DATA PROVIDED =
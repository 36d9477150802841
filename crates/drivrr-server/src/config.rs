//! Server configuration.

use std::time::Duration;

use drivrr_settings::DispatchSettings;
use serde::{Deserialize, Serialize};

/// Runtime configuration for the dispatch server.
#[derive(Clone, Debug, Serialize, Deserialize)]
pub struct ServerConfig {
    /// Host to bind (default `"127.0.0.1"`).
    pub host: String,
    /// Port to bind (default `0` for auto-assign).
    pub port: u16,
    /// Maximum concurrent WebSocket sessions.
    pub max_connections: usize,
    /// Bounded capacity of each session's outbound queue.
    pub outbound_queue_capacity: usize,
    /// Max inbound WebSocket message size in bytes.
    pub max_message_size: usize,
    /// Read deadline in seconds, refreshed on every received frame.
    pub read_timeout_secs: u64,
    /// Per-write deadline in seconds.
    pub write_timeout_secs: u64,
    /// Interval between liveness pings in seconds.
    pub ping_interval_secs: u64,
}

impl ServerConfig {
    /// Build a config from loaded settings.
    pub fn from_settings(settings: &DispatchSettings) -> Self {
        Self {
            host: settings.server.host.clone(),
            port: settings.server.port,
            max_connections: settings.server.max_connections,
            outbound_queue_capacity: settings.session.outbound_queue_capacity,
            max_message_size: settings.session.max_message_bytes,
            read_timeout_secs: settings.session.read_timeout_secs,
            write_timeout_secs: settings.session.write_timeout_secs,
            ping_interval_secs: settings.session.ping_interval_secs,
        }
    }

    /// Session timing derived from the config.
    pub fn session_limits(&self) -> SessionLimits {
        SessionLimits {
            queue_capacity: self.outbound_queue_capacity.max(1),
            read_timeout: Duration::from_secs(self.read_timeout_secs),
            write_timeout: Duration::from_secs(self.write_timeout_secs),
            ping_interval: Duration::from_secs(self.ping_interval_secs),
        }
    }
}

impl Default for ServerConfig {
    fn default() -> Self {
        Self {
            host: "127.0.0.1".into(),
            port: 0,
            max_connections: 10_000,
            outbound_queue_capacity: 256,
            max_message_size: 8 * 1024,
            read_timeout_secs: 60,
            write_timeout_secs: 10,
            ping_interval_secs: 54,
        }
    }
}

/// Deadlines and capacities one session runs with.
#[derive(Clone, Copy, Debug, PartialEq, Eq)]
pub struct SessionLimits {
    /// Outbound queue capacity.
    pub queue_capacity: usize,
    /// Max silence on the read side before the session is torn down.
    pub read_timeout: Duration,
    /// Max time a single write may take.
    pub write_timeout: Duration,
    /// Liveness ping cadence.
    pub ping_interval: Duration,
}

#[cfg(test)]
mod tests {
    use super::*;

    #[test]
    fn default_binds_loopback_auto_port() {
        let cfg = ServerConfig::default();
        assert_eq!(cfg.host, "127.0.0.1");
        assert_eq!(cfg.port, 0);
    }

    #[test]
    fn default_queue_capacity() {
        assert_eq!(ServerConfig::default().outbound_queue_capacity, 256);
    }

    #[test]
    fn from_settings_copies_every_field() {
        let mut settings = DispatchSettings::default();
        settings.server.host = "10.0.0.1".into();
        settings.server.port = 3000;
        settings.server.max_connections = 5;
        settings.session.outbound_queue_capacity = 8;
        settings.session.max_message_bytes = 1024;
        settings.session.read_timeout_secs = 20;
        settings.session.write_timeout_secs = 2;
        settings.session.ping_interval_secs = 15;

        let cfg = ServerConfig::from_settings(&settings);
        assert_eq!(cfg.host, "10.0.0.1");
        assert_eq!(cfg.port, 3000);
        assert_eq!(cfg.max_connections, 5);
        assert_eq!(cfg.outbound_queue_capacity, 8);
        assert_eq!(cfg.max_message_size, 1024);
        assert_eq!(cfg.read_timeout_secs, 20);
        assert_eq!(cfg.write_timeout_secs, 2);
        assert_eq!(cfg.ping_interval_secs, 15);
    }

    #[test]
    fn session_limits_convert_to_durations() {
        let limits = ServerConfig::default().session_limits();
        assert_eq!(limits.queue_capacity, 256);
        assert_eq!(limits.read_timeout, Duration::from_secs(60));
        assert_eq!(limits.write_timeout, Duration::from_secs(10));
        assert_eq!(limits.ping_interval, Duration::from_secs(54));
    }

    #[test]
    fn zero_capacity_clamped() {
        let cfg = ServerConfig {
            outbound_queue_capacity: 0,
            ..ServerConfig::default()
        };
        assert_eq!(cfg.session_limits().queue_capacity, 1);
    }

    #[test]
    fn deserialize_from_json_string() {
        let json = r#"{"host":"10.0.0.1","port":3000,"max_connections":5,"outbound_queue_capacity":4,"max_message_size":512,"read_timeout_secs":30,"write_timeout_secs":5,"ping_interval_secs":20}"#;
        let cfg: ServerConfig = serde_json::from_str(json).unwrap();
        assert_eq!(cfg.host, "10.0.0.1");
        assert_eq!(cfg.outbound_queue_capacity, 4);
    }
}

TASK OBJECTIVE = Restate the entries. Match them exactly.

ANSWER BOX =
repository 36d9477150802841
filename crates/drivrr-server/src/config.rs
//! Server configuration.

use std::time::Duration;

use drivrr_settings::DispatchSettings;
use serde::{Deserialize, Serialize};

/// Runtime configuration for the dispatch server.
#[derive(Clone, Debug, Serialize, Deserialize)]
pub struct ServerConfig {
    /// Host to bind (default `"127.0.0.1"`).
    pub host: String,
    /// Port to bind (default `0` for auto-assign).
    pub port: u16,
    /// Maximum concurrent WebSocket sessions.
    pub max_connections: usize,
    /// Bounded capacity of each session's outbound queue.
    pub outbound_queue_capacity: usize,
    /// Max inbound WebSocket message size in bytes.
    pub max_message_size: usize,
    /// Read deadline in seconds, refreshed on every received frame.
    pub read_timeout_secs: u64,
    /// Per-write deadline in seconds.
    pub write_timeout_secs: u64,
    /// Interval between liveness pings in seconds.
    pub ping_interval_secs: u64,
}

impl ServerConfig {
    /// Build a config from loaded settings.
    pub fn from_settings(settings: &DispatchSettings) -> Self {
        Self {
            host: settings.server.host.clone(),
            port: settings.server.port,
            max_connections: settings.server.max_connections,
            outbound_queue_capacity: settings.session.outbound_queue_capacity,
            max_message_size: settings.session.max_message_bytes,
            read_timeout_secs: settings.session.read_timeout_secs,
            write_timeout_secs: settings.session.write_timeout_secs,
            ping_interval_secs: settings.session.ping_interval_secs,
        }
    }

    /// Session timing derived from the config.
    pub fn session_limits(&self) -> SessionLimits {
        SessionLimits {
            queue_capacity: self.outbound_queue_capacity.max(1),
            read_timeout: Duration::from_secs(self.read_timeout_secs),
            write_timeout: Duration::from_secs(self.write_timeout_secs),
            ping_interval: Duration::from_secs(self.ping_interval_secs),
        }
    }
}

impl Default for ServerConfig {
    fn default() -> Self {
        Self {
            host: "127.0.0.1".into(),
            port: 0,
            max_connections: 10_000,
            outbound_queue_capacity: 256,
            max_message_size: 8 * 1024,
            read_timeout_secs: 60,
            write_timeout_secs: 10,
            ping_interval_secs: 54,
        }
    }
}

/// Deadlines and capacities one session runs with.
#[derive(Clone, Copy, Debug, PartialEq, Eq)]
pub struct SessionLimits {
    /// Outbound queue capacity.
    pub queue_capacity: usize,
    /// Max silence on the read side before the session is torn down.
    pub read_timeout: Duration,
    /// Max time a single write may take.
    pub write_timeout: Duration,
    /// Liveness ping cadence.
    pub ping_interval: Duration,
}

#[cfg(test)]
mod tests {
    use super::*;

    #[test]
    fn default_binds_loopback_auto_port() {
        let cfg = ServerConfig::default();
        assert_eq!(cfg.host, "127.0.0.1");
        assert_eq!(cfg.port, 0);
    }

    #[test]
    fn default_queue_capacity() {
        assert_eq!(ServerConfig::default().outbound_queue_capacity, 256);
    }

    #[test]
    fn from_settings_copies_every_field() {
        let mut settings = DispatchSettings::default();
        settings.server.host = "10.0.0.1".into();
        settings.server.port = 3000;
        settings.server.max_connections = 5;
        settings.session.outbound_queue_capacity = 8;
        settings.session.max_message_bytes = 1024;
        settings.session.read_timeout_secs = 20;
        settings.session.write_timeout_secs = 2;
        settings.session.ping_interval_secs = 15;

        let cfg = ServerConfig::from_settings(&settings);
        assert_eq!(cfg.host, "10.0.0.1");
        assert_eq!(cfg.port, 3000);
        assert_eq!(cfg.max_connections, 5);
        assert_eq!(cfg.outbound_queue_capacity, 8);
        assert_eq!(cfg.max_message_size, 1024);
        assert_eq!(cfg.read_timeout_secs, 20);
        assert_eq!(cfg.write_timeout_secs, 2);
        assert_eq!(cfg.ping_interval_secs, 15);
    }

    #[test]
    fn session_limits_convert_to_durations() {
        let limits = ServerConfig::default().session_limits();
        assert_eq!(limits.queue_capacity, 256);
        assert_eq!(limits.read_timeout, Duration::from_secs(60));
        assert_eq!(limits.write_timeout, Duration::from_secs(10));
        assert_eq!(limits.ping_interval, Duration::from_secs(54));
    }

    #[test]
    fn zero_capacity_clamped() {
        let cfg = ServerConfig {
            outbound_queue_capacity: 0,
            ..ServerConfig::default()
        };
        assert_eq!(cfg.session_limits().queue_capacity, 1);
    }

    #[test]
    fn deserialize_from_json_string() {
        let json = r#"{"host":"10.0.0.1","port":3000,"max_connections":5,"outbound_queue_capacity":4,"max_message_size":512,"read_timeout_secs":30,"write_timeout_secs":5,"ping_interval_secs":20}"#;
        let cfg: ServerConfig = serde_json::from_str(json).unwrap();
        assert_eq!(cfg.host, "10.0.0.1");
        assert_eq!(cfg.outbound_queue_capacity, 4);
    }
}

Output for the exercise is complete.